_Exercise details_:
Using the records below, find every line that includes "reopened" and copy it.

_Collected data entries_:
-- Opening Marker --

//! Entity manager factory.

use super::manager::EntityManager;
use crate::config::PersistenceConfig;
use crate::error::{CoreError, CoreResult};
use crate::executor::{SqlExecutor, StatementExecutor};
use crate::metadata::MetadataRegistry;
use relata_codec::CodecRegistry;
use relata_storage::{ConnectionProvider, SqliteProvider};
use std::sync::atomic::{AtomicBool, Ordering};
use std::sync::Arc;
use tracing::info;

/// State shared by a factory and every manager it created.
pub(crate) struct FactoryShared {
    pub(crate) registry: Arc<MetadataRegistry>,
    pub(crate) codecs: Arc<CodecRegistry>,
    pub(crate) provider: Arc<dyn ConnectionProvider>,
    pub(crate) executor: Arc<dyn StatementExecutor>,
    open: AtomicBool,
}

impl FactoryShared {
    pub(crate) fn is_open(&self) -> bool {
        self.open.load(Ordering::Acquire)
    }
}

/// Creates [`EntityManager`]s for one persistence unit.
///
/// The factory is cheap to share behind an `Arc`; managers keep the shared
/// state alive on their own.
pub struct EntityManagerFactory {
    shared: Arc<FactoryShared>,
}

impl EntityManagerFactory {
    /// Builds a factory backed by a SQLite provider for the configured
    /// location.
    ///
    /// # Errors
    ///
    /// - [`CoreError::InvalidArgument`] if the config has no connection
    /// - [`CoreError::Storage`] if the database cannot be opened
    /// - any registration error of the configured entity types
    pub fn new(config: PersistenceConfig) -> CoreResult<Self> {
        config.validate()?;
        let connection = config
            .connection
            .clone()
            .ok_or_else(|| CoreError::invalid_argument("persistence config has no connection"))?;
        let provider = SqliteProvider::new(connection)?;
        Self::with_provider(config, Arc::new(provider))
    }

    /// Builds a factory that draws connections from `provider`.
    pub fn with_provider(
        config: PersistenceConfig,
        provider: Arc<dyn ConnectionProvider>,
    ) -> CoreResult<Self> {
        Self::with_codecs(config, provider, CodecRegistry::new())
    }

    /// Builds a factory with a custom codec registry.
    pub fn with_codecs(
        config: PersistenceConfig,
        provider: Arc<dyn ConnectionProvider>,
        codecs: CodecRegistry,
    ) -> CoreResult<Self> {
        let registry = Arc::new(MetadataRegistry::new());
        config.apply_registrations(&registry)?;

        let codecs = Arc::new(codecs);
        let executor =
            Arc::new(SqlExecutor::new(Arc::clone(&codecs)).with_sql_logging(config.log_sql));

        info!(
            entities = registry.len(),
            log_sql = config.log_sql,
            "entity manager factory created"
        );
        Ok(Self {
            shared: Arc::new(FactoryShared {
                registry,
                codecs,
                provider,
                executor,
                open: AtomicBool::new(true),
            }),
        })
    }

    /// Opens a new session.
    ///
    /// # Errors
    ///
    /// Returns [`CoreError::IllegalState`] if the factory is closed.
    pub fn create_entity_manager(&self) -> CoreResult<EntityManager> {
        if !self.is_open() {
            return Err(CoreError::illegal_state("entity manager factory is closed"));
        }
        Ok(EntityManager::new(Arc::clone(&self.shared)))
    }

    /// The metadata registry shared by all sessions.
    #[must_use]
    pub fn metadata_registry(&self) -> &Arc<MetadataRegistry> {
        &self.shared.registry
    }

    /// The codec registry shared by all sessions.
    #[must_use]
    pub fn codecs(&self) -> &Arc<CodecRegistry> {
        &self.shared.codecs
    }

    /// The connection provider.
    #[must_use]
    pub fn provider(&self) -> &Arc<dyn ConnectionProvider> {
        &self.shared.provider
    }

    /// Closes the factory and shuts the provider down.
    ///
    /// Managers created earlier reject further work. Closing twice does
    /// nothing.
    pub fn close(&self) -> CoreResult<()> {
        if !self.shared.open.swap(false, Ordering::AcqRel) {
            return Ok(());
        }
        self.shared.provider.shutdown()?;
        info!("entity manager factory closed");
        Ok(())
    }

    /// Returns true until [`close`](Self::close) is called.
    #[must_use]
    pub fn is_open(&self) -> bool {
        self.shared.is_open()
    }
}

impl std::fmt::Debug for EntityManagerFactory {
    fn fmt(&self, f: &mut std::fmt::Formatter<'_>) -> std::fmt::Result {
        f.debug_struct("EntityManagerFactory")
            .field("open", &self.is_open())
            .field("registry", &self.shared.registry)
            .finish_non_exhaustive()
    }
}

-- Closing Marker --
-- Opening Marker --

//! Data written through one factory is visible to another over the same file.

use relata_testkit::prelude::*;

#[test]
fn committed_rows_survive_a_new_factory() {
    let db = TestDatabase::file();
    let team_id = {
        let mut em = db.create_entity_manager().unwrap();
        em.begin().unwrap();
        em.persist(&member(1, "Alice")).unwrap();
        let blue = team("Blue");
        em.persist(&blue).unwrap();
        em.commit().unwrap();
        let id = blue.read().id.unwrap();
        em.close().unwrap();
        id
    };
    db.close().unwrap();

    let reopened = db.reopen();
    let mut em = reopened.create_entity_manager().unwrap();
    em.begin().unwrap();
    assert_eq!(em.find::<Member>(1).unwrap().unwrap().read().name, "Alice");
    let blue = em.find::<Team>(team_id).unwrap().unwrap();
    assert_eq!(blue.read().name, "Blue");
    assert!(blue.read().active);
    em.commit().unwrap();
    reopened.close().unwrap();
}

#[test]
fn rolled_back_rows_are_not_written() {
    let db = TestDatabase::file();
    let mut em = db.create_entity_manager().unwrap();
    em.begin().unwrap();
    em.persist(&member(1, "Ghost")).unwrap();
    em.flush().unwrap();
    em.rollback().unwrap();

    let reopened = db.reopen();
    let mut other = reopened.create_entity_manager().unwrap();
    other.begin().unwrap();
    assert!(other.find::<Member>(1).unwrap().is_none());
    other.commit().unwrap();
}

-- Closing Marker --
-- Opening Marker --

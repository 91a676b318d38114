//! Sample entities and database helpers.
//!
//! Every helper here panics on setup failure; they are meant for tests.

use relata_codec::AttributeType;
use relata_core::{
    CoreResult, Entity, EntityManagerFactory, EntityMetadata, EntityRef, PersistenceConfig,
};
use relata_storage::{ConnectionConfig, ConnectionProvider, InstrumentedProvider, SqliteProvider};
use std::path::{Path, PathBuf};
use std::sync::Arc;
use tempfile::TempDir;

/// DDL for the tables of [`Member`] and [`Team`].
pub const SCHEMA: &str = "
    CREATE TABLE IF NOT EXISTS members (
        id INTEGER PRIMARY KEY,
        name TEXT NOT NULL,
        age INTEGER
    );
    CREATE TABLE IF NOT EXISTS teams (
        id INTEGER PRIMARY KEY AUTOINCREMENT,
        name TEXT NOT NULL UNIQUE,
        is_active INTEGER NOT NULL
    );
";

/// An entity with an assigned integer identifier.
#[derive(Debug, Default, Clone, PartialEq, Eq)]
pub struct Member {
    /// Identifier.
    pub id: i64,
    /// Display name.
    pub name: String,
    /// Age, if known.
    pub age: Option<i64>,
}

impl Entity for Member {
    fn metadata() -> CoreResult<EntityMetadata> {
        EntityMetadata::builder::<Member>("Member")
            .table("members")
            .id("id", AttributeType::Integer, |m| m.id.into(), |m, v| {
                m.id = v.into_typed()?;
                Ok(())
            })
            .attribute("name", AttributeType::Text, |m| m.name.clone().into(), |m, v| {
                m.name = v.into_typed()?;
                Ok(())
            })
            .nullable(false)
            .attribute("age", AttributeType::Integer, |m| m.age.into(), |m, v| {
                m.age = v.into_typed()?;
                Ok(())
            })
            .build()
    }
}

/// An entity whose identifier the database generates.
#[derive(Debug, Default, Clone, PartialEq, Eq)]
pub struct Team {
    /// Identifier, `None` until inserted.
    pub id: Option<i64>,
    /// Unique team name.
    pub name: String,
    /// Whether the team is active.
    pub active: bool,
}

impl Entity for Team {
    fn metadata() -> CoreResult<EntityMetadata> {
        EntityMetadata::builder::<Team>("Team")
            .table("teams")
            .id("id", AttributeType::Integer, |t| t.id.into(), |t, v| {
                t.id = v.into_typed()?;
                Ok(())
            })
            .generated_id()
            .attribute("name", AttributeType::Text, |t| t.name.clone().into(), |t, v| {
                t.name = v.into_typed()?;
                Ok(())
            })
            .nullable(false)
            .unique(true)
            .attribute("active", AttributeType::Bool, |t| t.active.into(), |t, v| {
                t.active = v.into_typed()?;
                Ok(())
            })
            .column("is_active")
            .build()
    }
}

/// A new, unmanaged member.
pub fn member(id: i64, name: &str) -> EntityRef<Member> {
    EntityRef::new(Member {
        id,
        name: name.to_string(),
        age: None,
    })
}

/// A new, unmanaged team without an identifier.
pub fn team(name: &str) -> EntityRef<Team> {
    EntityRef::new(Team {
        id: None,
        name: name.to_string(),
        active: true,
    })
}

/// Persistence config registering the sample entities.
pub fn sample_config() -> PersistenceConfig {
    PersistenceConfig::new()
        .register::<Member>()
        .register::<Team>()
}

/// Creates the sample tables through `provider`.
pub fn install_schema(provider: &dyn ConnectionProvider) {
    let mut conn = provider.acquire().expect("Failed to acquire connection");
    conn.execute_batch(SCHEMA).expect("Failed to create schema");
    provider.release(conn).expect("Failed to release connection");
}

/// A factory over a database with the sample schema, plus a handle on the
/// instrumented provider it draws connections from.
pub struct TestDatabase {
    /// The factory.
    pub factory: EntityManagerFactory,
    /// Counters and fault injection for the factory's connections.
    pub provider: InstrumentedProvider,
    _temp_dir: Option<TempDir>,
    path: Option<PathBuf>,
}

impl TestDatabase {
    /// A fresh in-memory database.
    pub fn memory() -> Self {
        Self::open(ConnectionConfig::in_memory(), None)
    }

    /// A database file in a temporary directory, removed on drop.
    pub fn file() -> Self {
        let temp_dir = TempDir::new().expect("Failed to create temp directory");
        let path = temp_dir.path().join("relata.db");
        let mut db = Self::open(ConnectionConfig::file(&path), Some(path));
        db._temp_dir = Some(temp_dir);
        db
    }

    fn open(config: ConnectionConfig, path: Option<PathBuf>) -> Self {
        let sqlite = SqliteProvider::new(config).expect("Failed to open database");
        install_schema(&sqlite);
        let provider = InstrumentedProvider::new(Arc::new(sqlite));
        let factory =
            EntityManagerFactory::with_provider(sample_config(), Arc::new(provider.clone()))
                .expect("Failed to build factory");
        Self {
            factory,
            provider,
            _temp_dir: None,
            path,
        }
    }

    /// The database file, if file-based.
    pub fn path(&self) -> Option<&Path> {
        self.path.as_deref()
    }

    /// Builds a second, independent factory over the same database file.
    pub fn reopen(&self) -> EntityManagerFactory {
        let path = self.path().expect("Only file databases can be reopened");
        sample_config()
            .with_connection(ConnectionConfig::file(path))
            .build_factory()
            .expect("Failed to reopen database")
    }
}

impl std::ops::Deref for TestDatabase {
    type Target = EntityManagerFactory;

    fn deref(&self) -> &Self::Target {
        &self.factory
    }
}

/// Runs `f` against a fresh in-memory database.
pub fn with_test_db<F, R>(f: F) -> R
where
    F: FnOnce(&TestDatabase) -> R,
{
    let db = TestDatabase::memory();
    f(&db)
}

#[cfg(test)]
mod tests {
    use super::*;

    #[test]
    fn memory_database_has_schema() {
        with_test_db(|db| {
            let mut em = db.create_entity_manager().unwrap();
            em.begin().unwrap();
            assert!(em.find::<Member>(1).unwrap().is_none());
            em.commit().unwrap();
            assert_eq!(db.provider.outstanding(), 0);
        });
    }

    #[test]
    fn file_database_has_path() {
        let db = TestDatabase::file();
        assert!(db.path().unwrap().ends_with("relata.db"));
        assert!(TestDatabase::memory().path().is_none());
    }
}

-- Closing Marker --

_Expected answer_:
    let reopened = db.reopen();
    let mut em = reopened.create_entity_manager().unwrap();
    reopened.close().unwrap();
    let reopened = db.reopen();
    let mut other = reopened.create_entity_manager().unwrap();
        let path = self.path().expect("Only file databases can be reopened");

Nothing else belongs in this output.